С откровенными негодяями я не водил дружбу
— Как вам удалось, прожив три поколения, очень органично существовать рядом с любой властью? Вы даже дружите с ее заметными представителями.
— Я патологически выборочно беспринципен. Беспринципность моя основана на убеждении, что будет еще хуже. Поэтому надо всеми силами держаться за то, что есть, если это не зашкаливает. Было такое выражение: «Всю жизнь колебался вместе с линией партии». Цинизм? Нет. Скептицизм? Немного. Но, скорее всего, это мировоззрение человека, который хочет, чтобы от его позиции улучшились эти вожди, чем искать новых.
— Тем более что новые, точнее, претендующие на власть, демонстрируют нам не лучшие качества, сплошные двойные и тройные стандарты. Но поступки людей у власти, которых вы пережили в большом количестве, вас не смущали, чтобы дружбу с ними водить?

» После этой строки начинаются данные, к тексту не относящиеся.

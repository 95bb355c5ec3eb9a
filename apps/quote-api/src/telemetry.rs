//! Tracing subscriber setup.
//!
//! `RUST_LOG` controls filtering (default `info`); the output format comes
//! from `log_format` in the config.

use tracing_subscriber::EnvFilter;

use crate::config::LogFormat;

/// Installs the global subscriber. Call once, at startup.
pub fn init(format: LogFormat) {
    let filter = EnvFilter::try_from_default_env().unwrap_or_else(|_| EnvFilter::new("info"));

    let builder = tracing_subscriber::fmt()
        .with_env_filter(filter)
        .with_target(true);

    match format {
        LogFormat::Pretty => builder.pretty().init(),
        LogFormat::Json => builder.json().init(),
    }
}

— Ну, с откровенными негодяями я не водил дружбу. Вот смотри, когда в 53-м году умер этот бандюга, я еще мало чего соображал, хотя дядя сидел 17 лет, и все ночные увозы, сегодня хрестоматийные, я помню. Но восприятие было детское или совсем юношеское. А дальше были милые, несчастные люди, которые не могли справиться с этой огромной страной. Их можно было только жалеть. С Никитой Сергеевичем Хрущевым я общался, потому что с Сережкой, его сыном, учился в одном классе. И до сих пор мы общаемся и дружим. И с Ильичом неоднократно общался, потому что Михал Михалыч одно время был женат на Нине Буденной, и московский ипподром, куда заезжал Леонид Ильич, держался на Буденном.

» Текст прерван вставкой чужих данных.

//! # PrintWise Quote API
//!
//! HTTP server for staff quote management and client approval links.
//!
//! ## Architecture
//! ```text
//! ┌─────────────────────────────────────────────────────────────────────────┐
//! │                        Quote API Server                                 │
//! │                                                                         │
//! │  Staff UI ──┐                                                           │
//! │             ├──► HTTP (8080) ───► QuoteService ───► SQLite (WAL)        │
//! │  Client ────┘                          │                                │
//! │  (share link)                          ▼                                │
//! │                                  printwise-core                         │
//! │                               (pricing, lifecycle)                      │
//! └─────────────────────────────────────────────────────────────────────────┘
//! ```

use anyhow::Context;
use tracing::{info, warn};

use printwise_api::{build_app, telemetry, ApiConfig, AppState};

#[tokio::main]
async fn main() -> anyhow::Result<()> {
    // Load configuration
    let config = ApiConfig::load().context("loading configuration")?;

    // Initialize tracing
    telemetry::init(config.log_format);
    info!("Starting PrintWise Quote API...");
    info!(
        port = config.http_port,
        database = %config.database_path.display(),
        waste_threshold = %config.waste_threshold,
        token_ttl_days = ?config.token_ttl_days,
        "Configuration loaded"
    );

    let addr = config.socket_addr()?;

    // Connect to database (runs migrations)
    let state = AppState::connect(config)
        .await
        .context("opening database")?;
    info!("Database ready");

    let db = state.service.database().clone();
    let app = build_app(state);

    let listener = tokio::net::TcpListener::bind(addr)
        .await
        .with_context(|| format!("binding {addr}"))?;
    info!(%addr, "Starting HTTP server");

    axum::serve(listener, app)
        .with_graceful_shutdown(shutdown_signal())
        .await?;

    db.close().await;
    info!("Server shutdown complete");
    Ok(())
}

/// Graceful shutdown signal handler.
async fn shutdown_signal() {
    let ctrl_c = async {
        if let Err(e) = tokio::signal::ctrl_c().await {
            warn!(error = %e, "Failed to listen for Ctrl+C");
            std::future::pending::<()>().await;
        }
    };

    #[cfg(unix)]
    let terminate = async {
        match tokio::signal::unix::signal(tokio::signal::unix::SignalKind::terminate()) {
            Ok(mut signal) => {
                signal.recv().await;
            }
            Err(e) => {
                warn!(error = %e, "Failed to install SIGTERM handler");
                std::future::pending::<()>().await;
            }
        }
    };

    #[cfg(not(unix))]
    let terminate = std::future::pending::<()>();

    tokio::select! {
        _ = ctrl_c => {},
        _ = terminate => {},
    }

    info!("Shutdown signal received, starting graceful shutdown...");
}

Потом я стал любимым артистом, на партийно-правительственные концерты зазывали. Михаил Сергеевич Горбачев очень на нас всегда смеялся, что говорит о его хорошем вкусе. Помню репетиции в Кремлевском дворце, где на полу сидели артисты ансамбля Александрова, почему-то с такими мешочками, как для детской сменки. Они сидят, горсточками врубают козла. Вдруг зовут на сцену. А у них — партия! Так они эти фишки засовывают в мешочки, мешочки — в ширинку (а куда деть?), и мешочек этот спускался по ноге. Ширинку застегивали и шли на сцену — врубали «Партия наш рулевой». Проорут, мешочек опять из ширинки достанут и продолжают на полу партию. До следующего вызова.
А вот мы, разговорники, так называемые сатирики, шагу не могли ступить — каждое наше слово проверяли. «А в отдельных магазинах нет отдельной колбасы» — за эту репризу чуть не сел бедняга Бен Беницианов.

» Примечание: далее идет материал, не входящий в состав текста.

//! # Waste Repository
//!
//! Database operations for waste control records. A record is written once
//! per quote (UNIQUE `quote_id`) and never updated.

use chrono::{DateTime, Utc};
use printwise_core::{QuoteId, WasteAssessment, WasteRecord, WasteRecordId, WasteReportEntry};
use sqlx::sqlite::SqliteRow;
use sqlx::{Row, SqliteConnection, SqlitePool};
use tracing::debug;

use super::decimal_column;
use crate::error::DbResult;

/// Repository for waste control records.
#[derive(Debug, Clone)]
pub struct WasteRepository {
    pool: SqlitePool,
}

impl WasteRepository {
    /// Creates a new WasteRepository.
    pub fn new(pool: SqlitePool) -> Self {
        WasteRepository { pool }
    }

    /// Checks whether a quote already has its waste record.
    pub async fn exists_for_quote(conn: &mut SqliteConnection, quote_id: QuoteId) -> DbResult<bool> {
        let found: Option<i64> =
            sqlx::query_scalar("SELECT 1 FROM waste_control WHERE quote_id = ?1")
                .bind(quote_id)
                .fetch_optional(&mut *conn)
                .await?;

        Ok(found.is_some())
    }

    /// Writes the record for an accepted assessment.
    pub async fn insert(
        conn: &mut SqliteConnection,
        quote_id: QuoteId,
        expected_quantity: i64,
        actual_quantity: i64,
        assessment: &WasteAssessment,
        now: DateTime<Utc>,
    ) -> DbResult<WasteRecord> {
        let result = sqlx::query(
            r#"
            INSERT INTO waste_control (
                quote_id, expected_quantity, actual_quantity,
                waste_percentage, justification, created_at
            ) VALUES (?1, ?2, ?3, ?4, ?5, ?6)
            "#,
        )
        .bind(quote_id)
        .bind(expected_quantity)
        .bind(actual_quantity)
        .bind(assessment.waste_percentage.to_string())
        .bind(assessment.justification.as_deref())
        .bind(now)
        .execute(&mut *conn)
        .await?;

        let id = WasteRecordId(result.last_insert_rowid());
        debug!(waste_record_id = %id, quote_id = %quote_id, "Inserted waste record");

        Ok(WasteRecord {
            id,
            quote_id,
            expected_quantity,
            actual_quantity,
            waste_percentage: assessment.waste_percentage,
            justification: assessment.justification.clone(),
            created_at: now,
        })
    }

    /// Gets the waste record of a quote, if reconciled.
    pub async fn get_by_quote(&self, quote_id: QuoteId) -> DbResult<Option<WasteRecord>> {
        let row = sqlx::query(
            r#"
            SELECT id, quote_id, expected_quantity, actual_quantity,
                   waste_percentage, justification, created_at
            FROM waste_control
            WHERE quote_id = ?1
            "#,
        )
        .bind(quote_id)
        .fetch_optional(&self.pool)
        .await?;

        row.as_ref().map(waste_record_from_row).transpose()
    }

    /// All waste records with the quote, product and client they belong to,
    /// newest first.
    pub async fn report(&self) -> DbResult<Vec<WasteReportEntry>> {
        let rows = sqlx::query(
            r#"
            SELECT w.id, w.quote_id, w.expected_quantity, w.actual_quantity,
                   w.waste_percentage, w.justification, w.created_at,
                   q.title AS quote_title,
                   p.name  AS product_name,
                   c.name  AS client_name
            FROM waste_control w
            JOIN quotes   q ON q.id = w.quote_id
            JOIN products p ON p.id = q.product_id
            JOIN clients  c ON c.id = q.client_id
            ORDER BY w.created_at DESC, w.id DESC
            "#,
        )
        .fetch_all(&self.pool)
        .await?;

        rows.iter()
            .map(|row| -> DbResult<WasteReportEntry> {
                Ok(WasteReportEntry {
                    record: waste_record_from_row(row)?,
                    quote_title: row.try_get("quote_title")?,
                    product_name: row.try_get("product_name")?,
                    client_name: row.try_get("client_name")?,
                })
            })
            .collect()
    }
}

fn waste_record_from_row(row: &SqliteRow) -> DbResult<WasteRecord> {
    Ok(WasteRecord {
        id: row.try_get("id")?,
        quote_id: row.try_get("quote_id")?,
        expected_quantity: row.try_get("expected_quantity")?,
        actual_quantity: row.try_get("actual_quantity")?,
        waste_percentage: decimal_column(row, "waste_percentage")?,
        justification: row.try_get("justification")?,
        created_at: row.try_get("created_at")?,
    })
}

— Вот видите, а сейчас что хочешь и про кого хочешь. Вон «Поэт и гражданин» — ребята зарабатывают на критике самого президента!
— Молодцы! Но в слове «цензура» есть корень «ценз», и этот ценз кончился. Сейчас ничего не закрывают, и появился некоторый «понос» вседозволенности. Дефицит плохо, а уж когда перекорм…
— Где выход?
— В балансе. Нынешнюю власть тоже можно жалеть. Если раньше был такой большой лепрозорий — СССР, мы в застенках, а с другой стороны — богатый западный мир, то сейчас накрывается вся планета, и это страшно.
— Как вам удалось ни разу не подписать ни одного коллективного письма?
— Не потому что я боюсь или стесняюсь. Я считаю, что коллективное письмо — это как группен-секс. Надо отвечать индивидуально, а не под общую эрекцию проскочить. Я этого принципиально не хочу. Это при моей принципиальной беспринципности, которая, как ты понимаешь, условная.
— Кроме театра?
— Театр — это не коллектив. Театр — это сборище сумасшедших, фанатичных, истеричных, милых, трогательных, наивных и в основном несчастных людей со случайно счастливой судьбой.
Марина РАЙКИНА.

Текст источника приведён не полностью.